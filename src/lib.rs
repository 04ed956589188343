//! A writer for the VTK XML visualization file formats.
//!
//! The crate serializes in-memory array data into `DataArray` nodes of a
//! VTK XML document, with the numeric payload stored either as raw bytes
//! in the trailing `<AppendedData>` section or as base64 (optionally
//! zlib-compressed) inline in the element text. The produced files load in
//! paraview and other VTK-based tools.
//!
//! The entry point is [`VtkDocument::attach_data`]: hand it a
//! [`Payload`] (a number, a string, a numeric array, a collection of
//! strings, or a tuple of component arrays), a name, and optionally a
//! [`Placement`]; it resolves the component layout, picks the right
//! container node (`PointData`, `CellData`, or `FieldData`), and emits the
//! bytes.
//!
//! ```
//! use vtkwrite::{Encoding, GridType, Payload, VtkDocument};
//!
//! let mut doc = VtkDocument::new(GridType::RectilinearGrid, 6, 2)
//!     .encoding(Encoding::Base64);
//! doc.add_piece(Some("0 5 0 0 0 0"));
//!
//! let u = vec![0.0_f64; 6];
//! let v = vec![0.0_f64; 6];
//! // two component arrays interleaved into one 2-component point field
//! let velocity = Payload::tuple([u.as_slice(), v.as_slice()]);
//! doc.attach_data(&velocity, "velocity", None).unwrap();
//!
//! let mut out = Vec::new();
//! doc.write_document(&mut out).unwrap();
//! ```

pub mod buffer;
pub mod compress;
pub mod document;
pub mod element;
mod emit;
mod encode;
mod header;
pub mod payload;
pub mod prelude;
pub mod shape;

pub use buffer::AppendBuffer;
pub use compress::Compression;
pub use document::{GridType, VtkDocument};
pub use element::Element;
pub use emit::Encoding;
pub use encode::write_payload;
pub use payload::{ElementType, Num, NumSlice, Payload};
pub use shape::{Placement, Shape};

/// general purpose error enumeration for possible causes of failure.
#[derive(thiserror::Error, Debug)]
pub enum Error {
    /// the payload's element count does not divide evenly over the
    /// relevant count (grid points, grid cells, or the tuple's first
    /// array)
    #[error("payload of {len} elements does not divide evenly over {count} {unit}")]
    ShapeMismatch {
        len: usize,
        count: usize,
        unit: &'static str,
    },
    /// the payload's element type cannot be used where it was given
    #[error("element type {found} is not usable here: {reason}")]
    UnsupportedType {
        found: &'static str,
        reason: &'static str,
    },
    /// the sink failed while a deflate block was being written
    #[error("could not write deflate block: {0}")]
    Compression(#[source] std::io::Error),
    /// point or cell data was attached before any `<Piece>` node exists
    #[error("no <Piece> node exists to attach {placement} data to")]
    Structural { placement: &'static str },
    #[error("An io error occured: `{0}`")]
    Io(#[from] std::io::Error),
    #[error("Could not write XML data to file: `{0}`")]
    XmlWrite(#[from] quick_xml::Error),
}
//! raw little-endian serialization of payloads
//!
//! VTK files written by this crate declare `byte_order="LittleEndian"`, so
//! every numeric element goes through `to_le_bytes`. Strings are written
//! with a single trailing NUL. Component tuples are interleaved by index
//! so that the file carries one full tuple after another.

use std::io::Write;

use crate::payload::{Num, NumSlice, Payload};
use crate::Error;

macro_rules! write_le {
    ($value:expr, $sink:expr) => {{
        let bytes = $value.to_le_bytes();
        $sink.write_all(&bytes)?;
        bytes.len()
    }};
}

/// Write `payload` to `sink` in element order, returning the number of
/// bytes written. The caller checks the count against the precomputed
/// [`Shape`](crate::Shape) byte size.
pub fn write_payload<W: Write>(payload: &Payload<'_>, sink: &mut W) -> Result<usize, Error> {
    match payload {
        Payload::Scalar(num) => write_num(*num, sink),
        Payload::Str(s) => write_str(s, sink),
        Payload::Array(arr) => write_slice(arr, sink),
        Payload::Strings(strings) => {
            let mut written = 0;
            for s in strings.iter() {
                written += write_str(s, sink)?;
            }
            Ok(written)
        }
        Payload::Tuple(arrays) => write_interleaved(arrays, sink),
    }
}

fn write_num<W: Write>(num: Num, sink: &mut W) -> Result<usize, Error> {
    let written = match num {
        Num::I8(v) => write_le!(v, sink),
        Num::U8(v) => write_le!(v, sink),
        Num::I16(v) => write_le!(v, sink),
        Num::U16(v) => write_le!(v, sink),
        Num::I32(v) => write_le!(v, sink),
        Num::U32(v) => write_le!(v, sink),
        Num::I64(v) => write_le!(v, sink),
        Num::U64(v) => write_le!(v, sink),
        Num::F32(v) => write_le!(v, sink),
        Num::F64(v) => write_le!(v, sink),
    };
    Ok(written)
}

fn write_str<W: Write>(s: &str, sink: &mut W) -> Result<usize, Error> {
    sink.write_all(s.as_bytes())?;
    sink.write_all(&[0])?;
    Ok(s.len() + 1)
}

fn write_slice<W: Write>(arr: &NumSlice<'_>, sink: &mut W) -> Result<usize, Error> {
    let mut written = 0;
    for index in 0..arr.len() {
        written += write_element(arr, index, sink)?;
    }
    Ok(written)
}

/// Interleave by index: element `i` of every array in order, for each `i`.
/// This produces the per-tuple component layout VTK expects when a vector
/// field is assembled from separate component arrays.
fn write_interleaved<W: Write>(arrays: &[NumSlice<'_>], sink: &mut W) -> Result<usize, Error> {
    let len = arrays.first().map(|a| a.len()).unwrap_or(0);

    let mut written = 0;
    for index in 0..len {
        for arr in arrays {
            written += write_element(arr, index, sink)?;
        }
    }
    Ok(written)
}

fn write_element<W: Write>(arr: &NumSlice<'_>, index: usize, sink: &mut W) -> Result<usize, Error> {
    let written = match arr {
        NumSlice::I8(s) => write_le!(s[index], sink),
        NumSlice::U8(s) => write_le!(s[index], sink),
        NumSlice::I16(s) => write_le!(s[index], sink),
        NumSlice::U16(s) => write_le!(s[index], sink),
        NumSlice::I32(s) => write_le!(s[index], sink),
        NumSlice::U32(s) => write_le!(s[index], sink),
        NumSlice::I64(s) => write_le!(s[index], sink),
        NumSlice::U64(s) => write_le!(s[index], sink),
        NumSlice::F32(s) => write_le!(s[index], sink),
        NumSlice::F64(s) => write_le!(s[index], sink),
    };
    Ok(written)
}

/// Format a numeric payload as whitespace-separated text for
/// `format="ascii"` arrays. String payloads have no ascii form.
pub(crate) fn format_ascii(payload: &Payload<'_>) -> Result<String, Error> {
    let mut out = String::new();

    match payload {
        Payload::Str(_) | Payload::Strings(_) => {
            return Err(Error::UnsupportedType {
                found: "String",
                reason: "strings cannot be written as ascii text",
            })
        }
        Payload::Scalar(num) => push_num_ascii(*num, &mut out),
        Payload::Array(arr) => {
            for index in 0..arr.len() {
                push_element_ascii(arr, index, &mut out);
            }
        }
        Payload::Tuple(arrays) => {
            let len = arrays.first().map(|a| a.len()).unwrap_or(0);
            for index in 0..len {
                for arr in arrays {
                    push_element_ascii(arr, index, &mut out);
                }
            }
        }
    }

    Ok(out)
}

fn push_num_ascii(num: Num, out: &mut String) {
    match num {
        Num::F32(v) => {
            let mut buffer = ryu::Buffer::new();
            out.push_str(buffer.format(v));
        }
        Num::F64(v) => {
            let mut buffer = ryu::Buffer::new();
            out.push_str(buffer.format(v));
        }
        Num::I8(v) => out.push_str(&v.to_string()),
        Num::U8(v) => out.push_str(&v.to_string()),
        Num::I16(v) => out.push_str(&v.to_string()),
        Num::U16(v) => out.push_str(&v.to_string()),
        Num::I32(v) => out.push_str(&v.to_string()),
        Num::U32(v) => out.push_str(&v.to_string()),
        Num::I64(v) => out.push_str(&v.to_string()),
        Num::U64(v) => out.push_str(&v.to_string()),
    }
    out.push(' ');
}

fn push_element_ascii(arr: &NumSlice<'_>, index: usize, out: &mut String) {
    let num = match arr {
        NumSlice::I8(s) => Num::I8(s[index]),
        NumSlice::U8(s) => Num::U8(s[index]),
        NumSlice::I16(s) => Num::I16(s[index]),
        NumSlice::U16(s) => Num::U16(s[index]),
        NumSlice::I32(s) => Num::I32(s[index]),
        NumSlice::U32(s) => Num::U32(s[index]),
        NumSlice::I64(s) => Num::I64(s[index]),
        NumSlice::U64(s) => Num::U64(s[index]),
        NumSlice::F32(s) => Num::F32(s[index]),
        NumSlice::F64(s) => Num::F64(s[index]),
    };
    push_num_ascii(num, out);
}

◆ **TASK TO COMPLETE**
Your output is to be the lines of the listing, exact and complete, starting at the first and ending with the line that contains "as raw bytes".

◆ **OUTPUT OF THE TASK**
filename src/lib.rs
repository 04ed956589188343
//! A writer for the VTK XML visualization file formats.
//!
//! The crate serializes in-memory array data into `DataArray` nodes of a
//! VTK XML document, with the numeric payload stored either as raw bytes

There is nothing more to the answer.